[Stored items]
____
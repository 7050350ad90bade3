//! The two-component vector stored in every FieldGrid cell.

use std::ops::{Add, Mul};

use bytemuck::{Pod, Zeroable};

/// One FieldGrid cell: a two-component flow vector.
///
/// `repr(C)` with two `f32`s, so a device buffer of `n` cells is exactly
/// `8 * n` bytes and can be viewed in place with [`bytemuck`].
#[repr(C)]
#[derive(Clone, Copy, Debug, Default, PartialEq, Pod, Zeroable)]
pub struct Cell {
    /// Horizontal component.
    pub x: f32,
    /// Vertical component.
    pub y: f32,
}

impl Cell {
    /// The zero vector.
    pub const ZERO: Cell = Cell { x: 0.0, y: 0.0 };

    /// Size of one cell in device memory, in bytes.
    pub const BYTES: usize = std::mem::size_of::<Cell>();

    /// Construct a cell from its components.
    pub const fn new(x: f32, y: f32) -> Self {
        Self { x, y }
    }

    /// Squared Euclidean length.
    pub fn magnitude_squared(self) -> f32 {
        self.x * self.x + self.y * self.y
    }

    /// Euclidean length.
    pub fn magnitude(self) -> f32 {
        self.magnitude_squared().sqrt()
    }

    /// Direction angle in radians, `atan2(y, x)`, in `(-π, π]`.
    pub fn angle(self) -> f32 {
        self.y.atan2(self.x)
    }

    /// Unit vector in the same direction, or zero when the length is zero
    /// or not finite.
    pub fn normalized_or_zero(self) -> Self {
        let len = self.magnitude();
        if len > 0.0 && len.is_finite() {
            Self::new(self.x / len, self.y / len)
        } else {
            Self::ZERO
        }
    }

    /// Whether both components are finite.
    pub fn is_finite(self) -> bool {
        self.x.is_finite() && self.y.is_finite()
    }
}

impl Add for Cell {
    type Output = Cell;

    fn add(self, rhs: Cell) -> Cell {
        Cell::new(self.x + rhs.x, self.y + rhs.y)
    }
}

impl Mul<f32> for Cell {
    type Output = Cell;

    fn mul(self, rhs: f32) -> Cell {
        Cell::new(self.x * rhs, self.y * rhs)
    }
}

#[cfg(test)]
mod tests {
    use super::*;

    #[test]
    fn cell_is_two_packed_floats() {
        assert_eq!(Cell::BYTES, 8);
        let cells = [Cell::new(1.0, 2.0), Cell::new(3.0, 4.0)];
        let floats: &[f32] = bytemuck::cast_slice(&cells);
        assert_eq!(floats, &[1.0, 2.0, 3.0, 4.0]);
    }

    #[test]
    fn normalize_zero_stays_zero() {
        assert_eq!(Cell::ZERO.normalized_or_zero(), Cell::ZERO);
        let inf = Cell::new(f32::INFINITY, 0.0);
        assert_eq!(inf.normalized_or_zero(), Cell::ZERO);
    }

    #[test]
    fn normalize_has_unit_length() {
        let n = Cell::new(3.0, 4.0).normalized_or_zero();
        assert!((n.magnitude() - 1.0).abs() < 1e-6);
        assert!((n.x - 0.6).abs() < 1e-6);
        assert!((n.y - 0.8).abs() < 1e-6);
    }

    #[test]
    fn angle_follows_atan2() {
        assert_eq!(Cell::new(1.0, 0.0).angle(), 0.0);
        let up = Cell::new(0.0, 1.0).angle();
        assert!((up - std::f32::consts::FRAC_PI_2).abs() < 1e-6);
    }
}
____
§ ACTION ITEM: Beginning with the line that has "impl Mul<f32> for" and ending with the line that has "assert_eq!(Cell::BYTES, 8);", set down the lines above exactly and include no others.

§ SOLUTION TO THE EXERCISE:
impl Mul<f32> for Cell {
    type Output = Cell;

    fn mul(self, rhs: f32) -> Cell {
        Cell::new(self.x * rhs, self.y * rhs)
    }
}

#[cfg(test)]
mod tests {
    use super::*;

    #[test]
    fn cell_is_two_packed_floats() {
        assert_eq!(Cell::BYTES, 8);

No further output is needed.